-- INPUT FOR THIS TASK follows --

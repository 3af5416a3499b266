//! Catalog document schema.
//!
//! Every structure here is closed-world: fields are enumerated explicitly and
//! anything else fails deserialization. Known-but-ignored fields are still
//! listed so that their presence is accepted.

use std::collections::HashMap;

use serde::Deserialize;

use crate::error::{AppError, Result};

/// The only catalog format version understood.
pub const CATALOG_VERSION: u64 = 2;

/// Expected value of `InstallAssistantPackageIdentifiers.InstallInfo`.
pub const INSTALL_INFO_IDENTIFIER: &str = "com.apple.plist.InstallInfo";

/// Root of a catalog document.
///
/// Products are kept as raw dictionaries: only the ones carrying
/// `ExtendedMetaInfo` are decoded further.
#[derive(Debug, Deserialize)]
#[serde(deny_unknown_fields)]
pub struct Catalog {
    #[serde(rename = "CatalogVersion")]
    pub catalog_version: u64,

    #[serde(rename = "ApplePostURL")]
    pub apple_post_url: String,

    #[serde(rename = "IndexDate")]
    pub index_date: plist::Date,

    /// Taken out of the root before the header is decoded
    #[serde(skip)]
    pub products: plist::Dictionary,
}

impl Catalog {
    /// Decode a non-empty root dictionary.
    pub fn from_dictionary(mut root: plist::Dictionary) -> Result<Self> {
        let products = match root.remove("Products") {
            Some(plist::Value::Dictionary(products)) => products,
            Some(_) => return Err(AppError::schema("Products", "not a dictionary")),
            None => return Err(AppError::schema("catalog root", "missing field `Products`")),
        };

        let mut catalog: Catalog = decode(&plist::Value::Dictionary(root), "catalog root")?;
        catalog.products = products;
        Ok(catalog)
    }

    pub fn check_version(&self) -> Result<()> {
        if self.catalog_version != CATALOG_VERSION {
            return Err(AppError::schema(
                "CatalogVersion",
                format!(
                    "expected {CATALOG_VERSION}, found {}",
                    self.catalog_version
                ),
            ));
        }
        Ok(())
    }
}

/// A product that carries `ExtendedMetaInfo`.
#[derive(Debug, Deserialize)]
#[serde(deny_unknown_fields)]
pub struct Product {
    #[serde(rename = "PostDate")]
    pub post_date: plist::Date,

    /// Locale name to distribution document URL
    #[serde(rename = "Distributions")]
    pub distributions: HashMap<String, String>,

    #[serde(rename = "Packages")]
    pub packages: plist::Value,

    /// Taken out of the product before the other fields are decoded
    #[serde(skip)]
    pub extended_meta_info: RawExtendedMetaInfo,

    // Accepted, not used.
    #[serde(rename = "ServerMetadataURL", default)]
    pub server_metadata_url: Option<String>,

    #[serde(rename = "DeferredSUEnablementDate", default)]
    pub deferred_su_enablement_date: Option<plist::Date>,

    #[serde(rename = "State", default)]
    pub state: Option<String>,
}

impl Product {
    /// Decode a product dictionary that carries `ExtendedMetaInfo`.
    pub fn from_dictionary(mut fields: plist::Dictionary) -> Result<Self> {
        let meta = fields
            .remove("ExtendedMetaInfo")
            .ok_or_else(|| AppError::schema("product", "missing field `ExtendedMetaInfo`"))?;
        let extended_meta_info: RawExtendedMetaInfo = decode(&meta, "ExtendedMetaInfo")?;

        let mut product: Product = decode(&plist::Value::Dictionary(fields), "fields")?;
        product.extended_meta_info = extended_meta_info;
        Ok(product)
    }

    /// The English distribution document URL.
    pub fn english_distribution(&self) -> Result<&str> {
        self.distributions
            .get("English")
            .map(String::as_str)
            .ok_or_else(|| AppError::schema("Distributions", "missing English distribution"))
    }
}

/// `ExtendedMetaInfo` as it appears in the document, before classification.
#[derive(Debug, Default, Deserialize)]
#[serde(deny_unknown_fields)]
pub struct RawExtendedMetaInfo {
    #[serde(rename = "InstallAssistantPackageIdentifiers", default)]
    pub install_assistant: Option<InstallAssistantPackageIdentifiers>,

    #[serde(rename = "ProductType", default)]
    pub product_type: Option<String>,

    #[serde(rename = "ProductVersion", default)]
    pub product_version: Option<String>,

    #[serde(rename = "AutoUpdate", default)]
    pub auto_update: Option<plist::Value>,

    #[serde(rename = "BridgeOSPredicateProductOrdering", default)]
    pub bridge_os_ordering: Option<String>,

    #[serde(rename = "BridgeOSSoftwareUpdateEventRecordingServiceURL", default)]
    pub bridge_os_event_url: Option<String>,
}

/// Package identifiers of an install-assistant product.
#[derive(Debug, Deserialize)]
#[serde(deny_unknown_fields, rename_all = "PascalCase")]
pub struct InstallAssistantPackageIdentifiers {
    pub install_info: String,
    #[serde(rename = "OSInstall", default)]
    pub os_install: Option<String>,
    #[serde(default)]
    pub shared_support: Option<String>,
    #[serde(default)]
    pub info: Option<String>,
    #[serde(default)]
    pub update_brain: Option<String>,
    #[serde(default)]
    pub build_manifest: Option<String>,
}

/// Classified `ExtendedMetaInfo`.
#[derive(Debug, PartialEq)]
pub enum ExtendedMetaInfo {
    /// Full installer, identified by its package list
    InstallAssistant,
    /// `ProductType = macOS`
    MacOS { product_version: String },
    /// `ProductType = bridgeOS`
    BridgeOS {
        ordering: String,
        product_version: String,
    },
}

impl RawExtendedMetaInfo {
    /// Names of the fields that are present.
    fn present(&self) -> Vec<&'static str> {
        [
            (
                "InstallAssistantPackageIdentifiers",
                self.install_assistant.is_some(),
            ),
            ("ProductType", self.product_type.is_some()),
            ("ProductVersion", self.product_version.is_some()),
            ("AutoUpdate", self.auto_update.is_some()),
            (
                "BridgeOSPredicateProductOrdering",
                self.bridge_os_ordering.is_some(),
            ),
            (
                "BridgeOSSoftwareUpdateEventRecordingServiceURL",
                self.bridge_os_event_url.is_some(),
            ),
        ]
        .into_iter()
        .filter_map(|(name, set)| set.then_some(name))
        .collect()
    }

    /// Fail if any present field is outside `allowed`.
    fn only(&self, variant: &str, allowed: &[&str]) -> Result<()> {
        let extra: Vec<_> = self
            .present()
            .into_iter()
            .filter(|name| !allowed.contains(name))
            .collect();
        if !extra.is_empty() {
            return Err(AppError::schema(
                "ExtendedMetaInfo",
                format!("unexpected field(s) for {variant}: {}", extra.join(", ")),
            ));
        }
        Ok(())
    }

    /// Decide which kind of release this is.
    pub fn classify(self) -> Result<ExtendedMetaInfo> {
        if let Some(identifiers) = &self.install_assistant {
            self.only(
                "install assistant",
                &["InstallAssistantPackageIdentifiers"],
            )?;
            if identifiers.install_info != INSTALL_INFO_IDENTIFIER {
                return Err(AppError::schema(
                    "InstallAssistantPackageIdentifiers.InstallInfo",
                    format!(
                        "expected {INSTALL_INFO_IDENTIFIER}, found {}",
                        identifiers.install_info
                    ),
                ));
            }
            return Ok(ExtendedMetaInfo::InstallAssistant);
        }

        let Some(product_type) = self.product_type.as_deref() else {
            return Err(AppError::schema(
                "ExtendedMetaInfo",
                "neither InstallAssistantPackageIdentifiers nor ProductType present",
            ));
        };

        match product_type {
            "macOS" => {
                self.only(
                    "macOS",
                    &["ProductType", "ProductVersion", "AutoUpdate"],
                )?;
                Ok(ExtendedMetaInfo::MacOS {
                    product_version: required(self.product_version, "ProductVersion")?,
                })
            }
            "bridgeOS" => {
                self.only(
                    "bridgeOS",
                    &[
                        "ProductType",
                        "ProductVersion",
                        "BridgeOSPredicateProductOrdering",
                        "BridgeOSSoftwareUpdateEventRecordingServiceURL",
                    ],
                )?;
                required(
                    self.bridge_os_event_url,
                    "BridgeOSSoftwareUpdateEventRecordingServiceURL",
                )?;
                Ok(ExtendedMetaInfo::BridgeOS {
                    ordering: required(
                        self.bridge_os_ordering,
                        "BridgeOSPredicateProductOrdering",
                    )?,
                    product_version: required(self.product_version, "ProductVersion")?,
                })
            }
            other => Err(AppError::schema(
                "ExtendedMetaInfo.ProductType",
                format!("unimplemented product type '{other}'"),
            )),
        }
    }
}

/// Deserialize `value`, reporting failures as schema violations in `context`.
fn decode<T: serde::de::DeserializeOwned>(value: &plist::Value, context: &str) -> Result<T> {
    plist::from_value(value).map_err(|e| AppError::schema(context, decode_message(&e)))
}

/// The deserializer's own message, without plist's `Serde("...")` wrapper.
fn decode_message(err: &plist::Error) -> String {
    let text = err.to_string();
    match text
        .strip_prefix("Serde(\"")
        .and_then(|rest| rest.rfind("\")").map(|end| &rest[..end]))
    {
        Some(inner) => inner.replace("\\\"", "\"").replace("\\\\", "\\"),
        None => text,
    }
}

fn required(value: Option<String>, field: &str) -> Result<String> {
    value.ok_or_else(|| AppError::schema("ExtendedMetaInfo", format!("missing {field}")))
}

-- INPUT FOR THIS TASK concluded --

**WHAT THE TASK ASKS:** Among the lines above, count those that include the word "match". Give only the result.

**ANSWER TO THE PROBLEM:** 3